- Comune di Giardinello
- Giardinello Location within Italy Giardinello Location within Sicily
- Coordinates: 38°5′N 13°9′E﻿ / ﻿38.083°N 13.150°E
- Country: Italy
- Region: Sicily
- Metropolitan city: Palermo (PA)

Area
- • Total: 12.5 km^{2} (4.8 sq mi)

Population (Dec. 2010)
- • Total: 2,260
- • Density: 181/km^{2} (468/sq mi)
- Time zone: UTC+1 (CET)
- • Summer (DST): UTC+2 (CEST)
- Postal code: 90040
- Dialing code: 091

= Giardinello =

Giardinello (Sicilian: Jardineḍḍu) is a comune (municipality) in the Metropolitan City of Palermo in the Italian region Sicily, located about 20 km west of Palermo. As of December 2010, it had a population of 2,260 and an area of 12.5 km2.

Giardinello borders the following municipalities: Borgetto, Carini, Monreale, Montelepre, Partinico.

==History==
The town rose as a feudal village in the early 1700s at the foot of San Martino mountains and was populated by inhabitants of the nearby town of Partinico.
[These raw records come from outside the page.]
//! FP-Growth frequent itemset mining and association rule ranking.
//!
//! [`fp`] builds a shared-prefix tree over a batch of transactions and
//! recursively extracts every itemset reaching an absolute support count.
//! [`rules`] splits those itemsets into scored, filtered and ranked
//! association rules. The remaining modules load records, carry the
//! configuration and drive a logged end-to-end run.

pub mod analysis;
pub mod config;
pub mod data;
pub mod error;
pub mod fp;
pub mod rules;

#[cfg(feature = "python")]
mod python;

pub use analysis::{run_analysis, AnalysisReport};
pub use config::MiningConfig;
pub use error::{AnalysisError, ConfigError, LoadError};
pub use fp::{fp_growth, DuplicatePolicy, FpGrowth, FrequentItemsets, Itemset, MiningError};
pub use rules::{association_rules, generate_rules, filter_by_quality, Rule, RuleThresholds};
//! Record loading, name normalization and rule export.

use crate::error::LoadError;
use crate::fp::Item;
use crate::rules::Rule;
use ndarray::ArrayView2;
use std::collections::{HashMap, HashSet};
use std::fmt::Display;
use std::fs::File;
use std::io::{Read, Write};
use std::path::Path;
use tracing::{debug, info};

const DISTRICT_PREFIXES: &[&str] = &["Quận ", "Huyện ", "Thị xã ", "Thành phố "];

// First match wins, so "Cầu Vượt X" loses only "Cầu ".
const ROAD_PREFIXES: &[&str] = &[
    "Phố ",
    "Đường ",
    "Cầu ",
    "Hầm Chui ",
    "Cầu Vượt ",
    "Ngõ ",
    "Đại lộ ",
    "Quốc lộ ",
    "Quốc Lộ ",
    "Tuyến ",
    "Tuyến Số ",
    "Đường Cao Tốc ",
    "Cao Tốc ",
];

fn strip_first_prefix<'a>(value: &'a str, prefixes: &[&str]) -> &'a str {
    let value = value.trim();
    prefixes
        .iter()
        .find_map(|prefix| value.strip_prefix(prefix))
        .unwrap_or(value)
}

/// Drops the administrative prefix so "Quận Ba Đình" and "Ba Đình" group.
pub fn normalize_district_name(district: &str) -> String {
    strip_first_prefix(district, DISTRICT_PREFIXES).to_string()
}

pub fn normalize_road_name(road: &str) -> String {
    strip_first_prefix(road, ROAD_PREFIXES).to_string()
}

/// Which CSV column becomes the transaction items.
#[derive(Debug, Clone, PartialEq, Eq)]
pub enum ItemColumn {
    District,
    Road,
    Other(String),
}

impl ItemColumn {
    pub fn parse(name: &str) -> Self {
        match name {
            "district" => ItemColumn::District,
            "road" | "road_name" => ItemColumn::Road,
            other => ItemColumn::Other(other.to_string()),
        }
    }

    pub fn header(&self) -> &str {
        match self {
            ItemColumn::District => "district",
            ItemColumn::Road => "road_name",
            ItemColumn::Other(name) => name.as_str(),
        }
    }

    pub fn normalize(&self, value: &str) -> String {
        match self {
            ItemColumn::District => normalize_district_name(value),
            ItemColumn::Road => normalize_road_name(value),
            ItemColumn::Other(_) => value.trim().to_string(),
        }
    }
}

const TRIP_ID: &str = "trip_id";

/// Reads CSV records and groups them into one transaction per `trip_id`.
///
/// Trips keep first-seen order; each trip holds the distinct normalized
/// values of `column` in first-seen order. Rows with an empty trip id or item
/// are skipped.
pub fn load_transactions<R: Read>(
    reader: R,
    column: &ItemColumn,
) -> Result<Vec<Vec<String>>, LoadError> {
    let mut csv_reader = csv::ReaderBuilder::new().flexible(true).from_reader(reader);

    let headers: Vec<String> = csv_reader
        .headers()?
        .iter()
        .map(|h| h.trim_start_matches('\u{feff}').trim().to_string())
        .collect();
    debug!(?headers, "csv columns");

    let position = |name: &str| {
        headers
            .iter()
            .position(|h| h == name)
            .ok_or_else(|| LoadError::MissingColumn(name.to_string()))
    };
    let trip_idx = position(TRIP_ID)?;
    let item_idx = position(column.header())?;

    let mut trips: HashMap<String, usize> = HashMap::new();
    let mut transactions: Vec<Vec<String>> = Vec::new();
    let mut seen: HashSet<(usize, String)> = HashSet::new();
    let mut row_count = 0usize;

    for record in csv_reader.records() {
        let record = record?;
        let trip_id = record.get(trip_idx).unwrap_or("").trim();
        let raw = record.get(item_idx).unwrap_or("").trim();
        if trip_id.is_empty() || raw.is_empty() {
            continue;
        }

        let item = column.normalize(raw);
        let slot = *trips.entry(trip_id.to_string()).or_insert_with(|| {
            transactions.push(Vec::new());
            transactions.len() - 1
        });
        if seen.insert((slot, item.clone())) {
            transactions[slot].push(item);
        }
        row_count += 1;
    }

    info!(
        rows = row_count,
        transactions = transactions.len(),
        column = column.header(),
        "transactions loaded"
    );
    Ok(transactions)
}

pub fn load_transactions_from_path(
    path: impl AsRef<Path>,
    column: &ItemColumn,
) -> Result<Vec<Vec<String>>, LoadError> {
    let path = path.as_ref();
    let file = File::open(path).map_err(|source| LoadError::Io {
        path: path.to_path_buf(),
        source,
    })?;
    load_transactions(file, column)
}

/// Convert a one-hot transaction matrix to lists of column indices.
pub fn transactions_from_matrix(transactions: ArrayView2<i32>) -> Vec<Vec<usize>> {
    transactions
        .rows()
        .into_iter()
        .map(|row| {
            row.iter()
                .enumerate()
                .filter(|&(_, &value)| value != 0)
                .map(|(item, _)| item)
                .collect()
        })
        .collect()
}

/// Writes ranked rules as CSV with four-decimal metrics.
pub fn write_rules_csv<W: Write, T: Item + Display>(
    writer: W,
    rules: &[Rule<T>],
) -> Result<(), LoadError> {
    let mut csv_writer = csv::Writer::from_writer(writer);
    csv_writer.write_record([
        "antecedents",
        "consequents",
        "support",
        "confidence",
        "lift",
        "quality_score",
    ])?;

    for rule in rules {
        csv_writer.write_record([
            rule.antecedent.to_string(),
            rule.consequent.to_string(),
            format!("{:.4}", rule.support),
            format!("{:.4}", rule.confidence),
            format!("{:.4}", rule.lift),
            format!("{:.4}", rule.quality_score),
        ])?;
    }

    csv_writer.flush().map_err(csv::Error::from)?;
    Ok(())
}

pub fn write_rules_to_path<T: Item + Display>(
    path: impl AsRef<Path>,
    rules: &[Rule<T>],
) -> Result<(), LoadError> {
    let path = path.as_ref();
    let file = File::create(path).map_err(|source| LoadError::Io {
        path: path.to_path_buf(),
        source,
    })?;
    write_rules_csv(file, rules)?;
    info!(rules = rules.len(), path = %path.display(), "rules saved");
    Ok(())
}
On December 10, 1893, eleven people were killed in the Giardinello massacre during the Fasci Siciliani uprising after a rally that asked for the abolition of taxes on food and disbandment of the local field guards. The protestors carried the portrait of the King taken from the municipality and burned tax files.